§ **Your objective**: Set every entry down again precisely.

§ **Information supplied**:
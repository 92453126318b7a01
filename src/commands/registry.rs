//! Handler registry: command tokens bound to handlers.

use std::collections::HashMap;

use async_trait::async_trait;
use thiserror::Error;

use super::reply::HandlerContext;
use crate::camera::CameraError;
use crate::telegram::TransportError;

/// Faults raised inside command handlers.
#[derive(Debug, Error)]
pub enum HandlerError {
    #[error("Reply failed: {0}")]
    Transport(#[from] TransportError),

    #[error("Camera failed: {0}")]
    Camera(#[from] CameraError),

    #[error("Invalid argument '{value}': {reason}")]
    InvalidArgument { value: String, reason: String },
}

pub type HandlerResult = Result<(), HandlerError>;

/// Logic bound to a command token.
///
/// `args` holds the extracted argument values in order; it is empty when the
/// message carried none.
#[async_trait]
pub trait Handler: Send + Sync {
    async fn call(&self, ctx: &mut HandlerContext<'_>, args: &[String]) -> HandlerResult;
}

/// Maps command tokens to handlers, in registration order.
#[derive(Default)]
pub struct HandlerRegistry {
    handlers: HashMap<String, Vec<Box<dyn Handler>>>,
}

impl HandlerRegistry {
    /// Creates an empty registry.
    #[must_use]
    pub fn new() -> Self {
        Self::default()
    }

    /// Appends `handler` to the list for `token`.
    ///
    /// Registering the same handler twice keeps both entries.
    pub fn register(&mut self, token: impl Into<String>, handler: impl Handler + 'static) {
        self.handlers
            .entry(token.into())
            .or_default()
            .push(Box::new(handler));
    }

    /// Returns the handlers for `token`, or an empty slice if it is unknown.
    #[must_use]
    pub fn lookup(&self, token: &str) -> &[Box<dyn Handler>] {
        self.handlers
            .get(token)
            .map(Vec::as_slice)
            .unwrap_or_default()
    }

    /// Returns every registered token, sorted.
    #[must_use]
    pub fn tokens(&self) -> Vec<&str> {
        let mut tokens: Vec<&str> = self.handlers.keys().map(String::as_str).collect();
        tokens.sort_unstable();
        tokens
    }

    /// Returns the number of registered tokens.
    #[must_use]
    pub fn len(&self) -> usize {
        self.handlers.len()
    }

    /// Returns `true` if no token has been registered.
    #[must_use]
    pub fn is_empty(&self) -> bool {
        self.handlers.is_empty()
    }
}

impl std::fmt::Debug for HandlerRegistry {
    fn fmt(&self, f: &mut std::fmt::Formatter<'_>) -> std::fmt::Result {
        f.debug_struct("HandlerRegistry")
            .field("tokens", &self.tokens())
            .finish()
    }
}

#[cfg(test)]
mod tests {
    use super::*;

    struct Noop;

    #[async_trait]
    impl Handler for Noop {
        async fn call(&self, _ctx: &mut HandlerContext<'_>, _args: &[String]) -> HandlerResult {
            Ok(())
        }
    }

    #[test]
    fn test_lookup_unknown_token_is_empty() {
        let registry = HandlerRegistry::new();
        assert!(registry.lookup("/missing").is_empty());
        assert!(registry.is_empty());
    }

    #[test]
    fn test_register_appends() {
        let mut registry = HandlerRegistry::new();
        registry.register("/photo", Noop);
        registry.register("/photo", Noop);
        registry.register("/record", Noop);

        assert_eq!(registry.lookup("/photo").len(), 2);
        assert_eq!(registry.lookup("/record").len(), 1);
        assert_eq!(registry.len(), 2);
    }

    #[test]
    fn test_lookup_is_case_sensitive() {
        let mut registry = HandlerRegistry::new();
        registry.register("/photo", Noop);
        assert!(registry.lookup("/Photo").is_empty());
    }

    #[test]
    fn test_tokens_sorted() {
        let mut registry = HandlerRegistry::new();
        registry.register("/status", Noop);
        registry.register("/help", Noop);
        registry.register("/photo", Noop);
        assert_eq!(registry.tokens(), vec!["/help", "/photo", "/status"]);
    }
}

§ **Answer to this task**:
repository 92453126318b7a01
filename src/commands/registry.rs
//! Handler registry: command tokens bound to handlers.

use std::collections::HashMap;

use async_trait::async_trait;
use thiserror::Error;

use super::reply::HandlerContext;
use crate::camera::CameraError;
use crate::telegram::TransportError;

/// Faults raised inside command handlers.
#[derive(Debug, Error)]
pub enum HandlerError {
    #[error("Reply failed: {0}")]
    Transport(#[from] TransportError),

    #[error("Camera failed: {0}")]
    Camera(#[from] CameraError),

    #[error("Invalid argument '{value}': {reason}")]
    InvalidArgument { value: String, reason: String },
}

pub type HandlerResult = Result<(), HandlerError>;

/// Logic bound to a command token.
///
/// `args` holds the extracted argument values in order; it is empty when the
/// message carried none.
#[async_trait]
pub trait Handler: Send + Sync {
    async fn call(&self, ctx: &mut HandlerContext<'_>, args: &[String]) -> HandlerResult;
}

/// Maps command tokens to handlers, in registration order.
#[derive(Default)]
pub struct HandlerRegistry {
    handlers: HashMap<String, Vec<Box<dyn Handler>>>,
}

impl HandlerRegistry {
    /// Creates an empty registry.
    #[must_use]
    pub fn new() -> Self {
        Self::default()
    }

    /// Appends `handler` to the list for `token`.
    ///
    /// Registering the same handler twice keeps both entries.
    pub fn register(&mut self, token: impl Into<String>, handler: impl Handler + 'static) {
        self.handlers
            .entry(token.into())
            .or_default()
            .push(Box::new(handler));
    }

    /// Returns the handlers for `token`, or an empty slice if it is unknown.
    #[must_use]
    pub fn lookup(&self, token: &str) -> &[Box<dyn Handler>] {
        self.handlers
            .get(token)
            .map(Vec::as_slice)
            .unwrap_or_default()
    }

    /// Returns every registered token, sorted.
    #[must_use]
    pub fn tokens(&self) -> Vec<&str> {
        let mut tokens: Vec<&str> = self.handlers.keys().map(String::as_str).collect();
        tokens.sort_unstable();
        tokens
    }

    /// Returns the number of registered tokens.
    #[must_use]
    pub fn len(&self) -> usize {
        self.handlers.len()
    }

    /// Returns `true` if no token has been registered.
    #[must_use]
    pub fn is_empty(&self) -> bool {
        self.handlers.is_empty()
    }
}

impl std::fmt::Debug for HandlerRegistry {
    fn fmt(&self, f: &mut std::fmt::Formatter<'_>) -> std::fmt::Result {
        f.debug_struct("HandlerRegistry")
            .field("tokens", &self.tokens())
            .finish()
    }
}

#[cfg(test)]
mod tests {
    use super::*;

    struct Noop;

    #[async_trait]
    impl Handler for Noop {
        async fn call(&self, _ctx: &mut HandlerContext<'_>, _args: &[String]) -> HandlerResult {
            Ok(())
        }
    }

    #[test]
    fn test_lookup_unknown_token_is_empty() {
        let registry = HandlerRegistry::new();
        assert!(registry.lookup("/missing").is_empty());
        assert!(registry.is_empty());
    }

    #[test]
    fn test_register_appends() {
        let mut registry = HandlerRegistry::new();
        registry.register("/photo", Noop);
        registry.register("/photo", Noop);
        registry.register("/record", Noop);

        assert_eq!(registry.lookup("/photo").len(), 2);
        assert_eq!(registry.lookup("/record").len(), 1);
        assert_eq!(registry.len(), 2);
    }

    #[test]
    fn test_lookup_is_case_sensitive() {
        let mut registry = HandlerRegistry::new();
        registry.register("/photo", Noop);
        assert!(registry.lookup("/Photo").is_empty());
    }

    #[test]
    fn test_tokens_sorted() {
        let mut registry = HandlerRegistry::new();
        registry.register("/status", Noop);
        registry.register("/help", Noop);
        registry.register("/photo", Noop);
        assert_eq!(registry.tokens(), vec!["/help", "/photo", "/status"]);
    }
}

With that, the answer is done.